From the WSJ, revelations about the Keystone FBI agents in the wake of the Boston jihad:
Over the weekend, the FBI confirmed what first emerged from press interviews with the mother of the Tsarnaev brothers: In March 2011, the bureau received a tip from the Russians that Tamerlan Tsarnaev was "a follower of radical Islam" and questioned him and his family members. The FBI says its investigation turned up nothing and the Russians didn't reply to a request for additional information.The FBI also says it didn't know Tamerlan Tsarnaev spent months in 2012 in Dagestan, a restive Muslim region in southern Russia next to Chechnya. A senior FBI official told some Members of Congress his name and date of birth were incorrectly entered--by the CIA, in one account--into a database that checks flight manifests against a list of potential terrorists. Another report said the airline made the spelling mistake.
This Keystone Cops routine gets worse. In testimony before the Senate Judiciary Committee, Homeland Security Secretary Janet Napolitano on Tuesday said that her department's "system pinged when he was leaving" the U.S. So DHS knew that Tamerlan Tsarnaev--who had been put on the Treasury Enforcement Communications System, or TECS--was headed back to Russia, but the FBI and CIA didn't. DHS didn't tell anyone else, apparently.
Tamerlan's return to the U.S. last summer failed to "ping" at DHS. His listing on TECS had lapsed, since the FBI had closed his file. Tamerlan's return to Russia should at least have extended his stay on the watch list. The Patriot Act and other policy changes after 9/11 were meant to prevent this kind of cock-up. One arm of America's intelligence and law enforcement apparatus is supposed to know what the other arm is doing.
Perhaps we should be firing all the TSA gropenclerks at airports who would otherwise be working at Denny's and Dress Barn and putting at least a little of the TSA billions and billions into hiring a few FBI agents who have the actual intelligence and competence to go along with the job in intelligence.

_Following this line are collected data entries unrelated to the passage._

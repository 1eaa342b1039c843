pub mod config;
pub mod paths;
pub mod progress;
pub mod shell;
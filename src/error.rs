use std::path::PathBuf;

use thiserror::Error;

use crate::package::PackageManagerKind;

#[derive(Error, Debug)]
pub enum RestoreError {
    #[error("Unsupported platform: {0}")]
    UnsupportedPlatform(String),

    #[error("Could not bootstrap {tool} for {kind} packages: {reason}")]
    BootstrapFailure {
        kind: PackageManagerKind,
        tool: String,
        reason: String,
    },

    #[error("Failed to install {package} via {kind}: {reason}")]
    PackageInstallFailure {
        kind: PackageManagerKind,
        package: String,
        reason: String,
    },

    #[error("No package list at {0}")]
    ConfigSourceMissing(PathBuf),

    #[error("No package manager could be made available for any phase")]
    NoPackageManager,

    #[error("IO error: {0}")]
    IoError(#[from] std::io::Error),
}
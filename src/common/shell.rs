//! Shell quoting for displaying commands.

/// Quote a string for display in a shell command line.
///
/// Only quotes when the string contains characters the shell would
/// interpret; uses single quotes.
pub fn shell_quote(s: &str) -> String {
    if s.is_empty() {
        return "''".to_string();
    }

    if s.chars().all(|c| {
        c.is_alphanumeric() || matches!(c, '-' | '_' | '=' | '/' | '.' | ':' | ',' | '@' | '+')
    }) {
        return s.to_string();
    }

    format!("'{}'", s.replace('\'', r"'\''"))
}

#[cfg(test)]
mod tests {
    use super::*;

    #[test]
    fn test_shell_quote() {
        assert_eq!(shell_quote(""), "''");
        assert_eq!(shell_quote("ripgrep"), "ripgrep");
        assert_eq!(shell_quote("@angular/cli@17"), "@angular/cli@17");
        assert_eq!(shell_quote("foo bar"), "'foo bar'");
        assert_eq!(shell_quote("foo'bar"), "'foo'\\''bar'");
        assert_eq!(shell_quote("--needed"), "--needed");
    }
}
//! Subprocess execution with a bounded wait.

use std::ffi::OsString;
use std::io::IsTerminal;
use std::os::unix::process::CommandExt;
use std::path::PathBuf;
use std::thread;
use std::time::{Duration, Instant};

use duct::{Handle, cmd};
use nix::sys::signal::{Signal, killpg};
use nix::unistd::Pid;

use crate::common::shell::shell_quote;
use crate::ui::prelude::*;

/// A fully resolved external command.
#[derive(Debug, Clone, PartialEq, Eq)]
pub struct Invocation {
    pub program: PathBuf,
    pub args: Vec<String>,
    /// `PATH` for the child; inherited when `None`.
    pub path_env: Option<OsString>,
    /// Inherit the terminal instead of capturing output (password prompts).
    pub interactive: bool,
}

impl Invocation {
    pub fn new<P, I, S>(program: P, args: I) -> Self
    where
        P: Into<PathBuf>,
        I: IntoIterator<Item = S>,
        S: Into<String>,
    {
        Self {
            program: program.into(),
            args: args.into_iter().map(Into::into).collect(),
            path_env: None,
            interactive: false,
        }
    }

    pub fn with_path_env(mut self, path_env: Option<OsString>) -> Self {
        self.path_env = path_env;
        self
    }

    pub fn interactive(mut self) -> Self {
        self.interactive = true;
        self
    }

    /// Shell-like rendering for logs.
    pub fn display(&self) -> String {
        std::iter::once(self.program.to_string_lossy().into_owned())
            .chain(self.args.iter().cloned())
            .map(|part| shell_quote(&part))
            .collect::<Vec<_>>()
            .join(" ")
    }
}

/// How a command ended.
#[derive(Debug, Clone, PartialEq, Eq)]
pub enum CommandOutcome {
    Success { stdout: String },
    Failed { code: Option<i32>, stderr: String },
    TimedOut(Duration),
    SpawnError(String),
}

impl CommandOutcome {
    pub fn is_success(&self) -> bool {
        matches!(self, CommandOutcome::Success { .. })
    }
}

/// Seam between adapters and real processes.
pub trait CommandRunner {
    /// Run to completion, or kill the child once `timeout` elapses.
    fn run(&self, invocation: &Invocation, timeout: Option<Duration>) -> CommandOutcome;
}

/// Runs commands through `duct`.
///
/// Captured commands start in their own process group so a timeout takes
/// down everything they spawned (`sudo pacman`, `sh -c` recipes), not just
/// the direct child.
pub struct DuctRunner {
    poll_interval: Duration,
    /// Time between SIGTERM and SIGKILL on timeout.
    kill_grace: Duration,
}

impl Default for DuctRunner {
    fn default() -> Self {
        Self {
            poll_interval: Duration::from_millis(100),
            kill_grace: Duration::from_secs(5),
        }
    }
}

impl DuctRunner {
    /// Stop a timed-out child and its process group, then reap it.
    fn terminate(&self, handle: &Handle, group: Option<Pid>) {
        let Some(group) = group else {
            let _ = handle.kill();
            return;
        };

        let _ = killpg(group, Signal::SIGTERM);
        let until = Instant::now() + self.kill_grace;
        while Instant::now() < until {
            if matches!(handle.try_wait(), Ok(Some(_))) {
                break;
            }
            thread::sleep(self.poll_interval);
        }
        // Stragglers that ignored SIGTERM or outlived the leader
        let _ = killpg(group, Signal::SIGKILL);
        let _ = handle.kill();
    }
}

impl CommandRunner for DuctRunner {
    fn run(&self, invocation: &Invocation, timeout: Option<Duration>) -> CommandOutcome {
        let mut expr = cmd(&invocation.program, &invocation.args).unchecked();
        if !invocation.interactive {
            expr = expr.stdin_null().stdout_capture().stderr_capture();
        } else if stdout_to_stderr(invocation, get_output_format()) {
            expr = expr.stdout_to_stderr();
        }
        if let Some(path) = &invocation.path_env {
            expr = expr.env("PATH", path);
        }

        // A background group cannot read the terminal, so interactive
        // commands stay in ours while a terminal is attached
        let own_group = !invocation.interactive || !std::io::stdin().is_terminal();
        if own_group {
            expr = expr.before_spawn(|command| {
                command.process_group(0);
                Ok(())
            });
        }

        let handle = match expr.start() {
            Ok(handle) => handle,
            Err(e) => {
                return CommandOutcome::SpawnError(format!(
                    "{}: {}",
                    invocation.program.display(),
                    e
                ));
            }
        };
        let group = handle
            .pids()
            .first()
            .filter(|_| own_group)
            .map(|pid| Pid::from_raw(*pid as i32));

        // A deadline too far out to represent is no deadline
        let deadline = timeout.and_then(|t| Instant::now().checked_add(t).map(|at| (at, t)));
        loop {
            match handle.try_wait() {
                Ok(Some(output)) => {
                    return if output.status.success() {
                        CommandOutcome::Success {
                            stdout: String::from_utf8_lossy(&output.stdout).into_owned(),
                        }
                    } else {
                        CommandOutcome::Failed {
                            code: output.status.code(),
                            stderr: String::from_utf8_lossy(&output.stderr).into_owned(),
                        }
                    };
                }
                Ok(None) => {}
                Err(e) => return CommandOutcome::SpawnError(e.to_string()),
            }

            if let Some((at, limit)) = deadline
                && Instant::now() >= at
            {
                self.terminate(&handle, group);
                return CommandOutcome::TimedOut(limit);
            }

            thread::sleep(self.poll_interval);
        }
    }
}

/// Interactive output would otherwise land between JSON events on stdout.
fn stdout_to_stderr(invocation: &Invocation, format: OutputFormat) -> bool {
    invocation.interactive && matches!(format, OutputFormat::Json)
}

/// Last non-empty line of installer output, for one-line failure reasons.
pub fn last_line(output: &str) -> Option<&str> {
    output.lines().map(str::trim).rfind(|line| !line.is_empty())
}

Do you really think your government will protect you? From the LA Times' Brian Bennett:
In a telephone interview, Jimmy Gurule, a Notre Dame law professor, a former federal prosecutor and former undersecretary for enforcement at the U.S. Treasury Department, questioned why Tamerlan Tsarnaev wasn't interviewed by customs officials when he reentered the United States after the six-month stay in Russia last year."Why wasn't he pulled aside and questioned when he came back?" Gurule asked. "It seems to me that any false or misleading answers would have certainly triggered closer scrutiny. It might have led to a [surveillance] warrant to tap his phone. In my view, if he was under that kind of scrutiny it would have made it much more difficult for him to pull this off."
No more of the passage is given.